After you remove all lingering objects, you can restart replication on the domain controller that logged the event by editing the registry.

CautionCaution
Restart replication only after you have removed all lingering objects. Incorrectly editing the registry might severely damage your system. Before making changes to the registry, you should back up any valued data on the computer.

Membership in Domain Admins, or equivalent, is the minimum required to complete this procedure. Review details about default group memberships at Active Directory Local and Domain Default Groups (http://go.microsoft.com/fwlink/?LinkID=150761).

  1. Open an elevated Command Prompt. To open an elevated Command Prompt window, click Start, point to All Programs, click Accessories, right-click Command Prompt, and then click Run as administrator.

  2. At the command prompt, type the following command, and then press ENTER:

    repadmin /regkey <hostname> +allowDivergent

     

    Parameter Description

    /regkey

    Enables (+) and disables (-) the value for the Strict Replication Consistency registry entry in HKEY_LOCAL_MACHINE\SYSTEM\CurrentControlSet\Services\NTDS\Parameters.

    <hostname>

    Substitute the name of a single domain controller, or use * to apply the change to all domain controllers in the forest. For the domain controller name, you can use the Domain Name System (DNS) name, the distinguished name of the domain controller computer object, or the distinguished name of the domain controller server object.

    +allowDivergent

    Enables replication to start again with the replication partner that had lingering objects. You should run this command only after all the lingering objects have been removed. After replication is running properly again, use the –allowDivergent switch to prevent divergent replication from occurring.

    noteNote
    If you did not use * to apply the change to all domain controllers, repeat step 2 for every domain controller on which you want to allow divergent replication.

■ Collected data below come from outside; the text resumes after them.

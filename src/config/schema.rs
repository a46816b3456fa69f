//! Configuration schema definitions.
//!
//! Every section is `#[serde(default)]`, so a config file only needs the keys
//! it changes.

use super::error::{ConfigError, ConfigResult};
use crate::driver::DriverKind;
use crate::port::{BindingResult, MockPortOptions, NativeSettings, OpenOptions, PortPath};
use serde::{Deserialize, Serialize};
use std::collections::HashMap;
use std::time::Duration;

/// Root configuration structure.
#[derive(Debug, Clone, Default, PartialEq, Serialize, Deserialize)]
#[serde(default)]
pub struct Config {
    /// Driver selection
    pub binding: BindingConfig,
    /// Serial port defaults
    pub serial: SerialConfig,
    /// Virtual port defaults
    pub mock: MockConfig,
    /// Logging configuration
    pub logging: LoggingConfig,
}

impl Config {
    /// Reject values no driver can work with.
    pub fn validate(&self) -> ConfigResult<()> {
        self.serial
            .open_options()
            .map_err(|e| ConfigError::port("serial.default_baud", e))?;
        if self.serial.read_timeout_ms == 0 {
            return Err(ConfigError::invalid(
                "serial.read_timeout_ms",
                "timeout must be greater than zero",
            ));
        }
        if self.mock.max_read_size == 0 {
            return Err(ConfigError::invalid(
                "mock.max_read_size",
                "must be greater than zero",
            ));
        }
        for alias in self.serial.port_aliases.keys() {
            self.serial
                .resolve_path(alias)
                .map_err(|e| ConfigError::port(format!("serial.port_aliases.{alias}"), e))?;
        }
        Ok(())
    }
}

/// Driver selection section.
#[derive(Debug, Clone, Default, PartialEq, Eq, Serialize, Deserialize)]
#[serde(default)]
pub struct BindingConfig {
    /// "auto", "native" or "mock"
    pub driver: DriverKind,
}

/// Serial port configuration section.
#[derive(Debug, Clone, PartialEq, Eq, Serialize, Deserialize)]
#[serde(default)]
pub struct SerialConfig {
    /// Baud rate used when the caller does not pick one
    pub default_baud: u32,
    /// How long a native read waits before returning zero bytes
    pub read_timeout_ms: u64,
    /// Request exclusive access on open
    pub lock: bool,
    /// Port aliases for convenience
    pub port_aliases: HashMap<String, String>,
}

impl Default for SerialConfig {
    fn default() -> Self {
        Self {
            default_baud: 115200,
            read_timeout_ms: 1000,
            lock: true,
            port_aliases: HashMap::new(),
        }
    }
}

impl SerialConfig {
    pub fn read_timeout(&self) -> Duration {
        Duration::from_millis(self.read_timeout_ms)
    }

    /// Settings for native bindings.
    pub fn native_settings(&self) -> NativeSettings {
        NativeSettings {
            read_timeout: self.read_timeout(),
        }
    }

    /// Resolve a port name through aliases.
    pub fn resolve_port(&self, name: &str) -> String {
        self.port_aliases
            .get(name)
            .cloned()
            .unwrap_or_else(|| name.to_string())
    }

    /// Resolve `name` through aliases into a validated path.
    pub fn resolve_path(&self, name: &str) -> BindingResult<PortPath> {
        PortPath::new(self.resolve_port(name))
    }

    /// Open options carrying the configured baud rate and lock default.
    pub fn open_options(&self) -> BindingResult<OpenOptions> {
        Ok(OpenOptions::new(self.default_baud)?.with_lock(self.lock))
    }
}

/// Virtual port configuration section.
#[derive(Debug, Clone, PartialEq, Eq, Serialize, Deserialize)]
#[serde(default)]
pub struct MockConfig {
    /// Cap on bytes returned by one read
    pub max_read_size: usize,
    /// Loop writes back into the input
    pub echo: bool,
    /// Keep a recording of everything written
    pub record: bool,
}

impl Default for MockConfig {
    fn default() -> Self {
        let options = MockPortOptions::default();
        Self {
            max_read_size: options.max_read_size,
            echo: options.echo,
            record: options.record,
        }
    }
}

impl MockConfig {
    /// Port options seeded from this section.
    pub fn port_options(&self) -> MockPortOptions {
        MockPortOptions {
            echo: self.echo,
            record: self.record,
            max_read_size: self.max_read_size,
            ..MockPortOptions::default()
        }
    }
}

/// Logging configuration section.
#[derive(Debug, Clone, PartialEq, Eq, Serialize, Deserialize)]
#[serde(default)]
pub struct LoggingConfig {
    /// Filter directive used when `RUST_LOG` is unset, e.g. "info" or
    /// "serial_binding=debug"
    pub level: String,
    /// Log format: "json", "pretty", "compact"
    pub format: LogFormat,
}

impl Default for LoggingConfig {
    fn default() -> Self {
        Self {
            level: "info".to_string(),
            format: LogFormat::Pretty,
        }
    }
}

/// Log output format.
#[derive(Debug, Clone, Copy, PartialEq, Eq, Default, Serialize, Deserialize)]
#[serde(rename_all = "lowercase")]
pub enum LogFormat {
    /// JSON format
    Json,
    /// Pretty format with colors
    #[default]
    Pretty,
    /// Compact format
    Compact,
}

impl std::str::FromStr for LogFormat {
    type Err = String;

    fn from_str(s: &str) -> Result<Self, Self::Err> {
        match s.to_ascii_lowercase().as_str() {
            "json" => Ok(Self::Json),
            "pretty" => Ok(Self::Pretty),
            "compact" => Ok(Self::Compact),
            other => Err(format!("unknown log format '{other}'")),
        }
    }
}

When you are satisfied that lingering objects have been removed and replication has occurred successfully from the source domain controller, use Repadmin to prevent divergent replication. To do prevent divergent replication, run the command repadmin /regkey <hostname> -allowDivergent. For example, to restrict divergent replication on a domain controller named DC1 in the Fabrikam.com domain, run the command repadmin /regkey dc1.fabrikam.com –allowDivergent.

noteNote
If you did not remove all the lingering objects, attempting replication might result in replication of a lingering object. If strict replication consistency is enabled on the destination domain controller, replication with the source domain controller will be blocked again.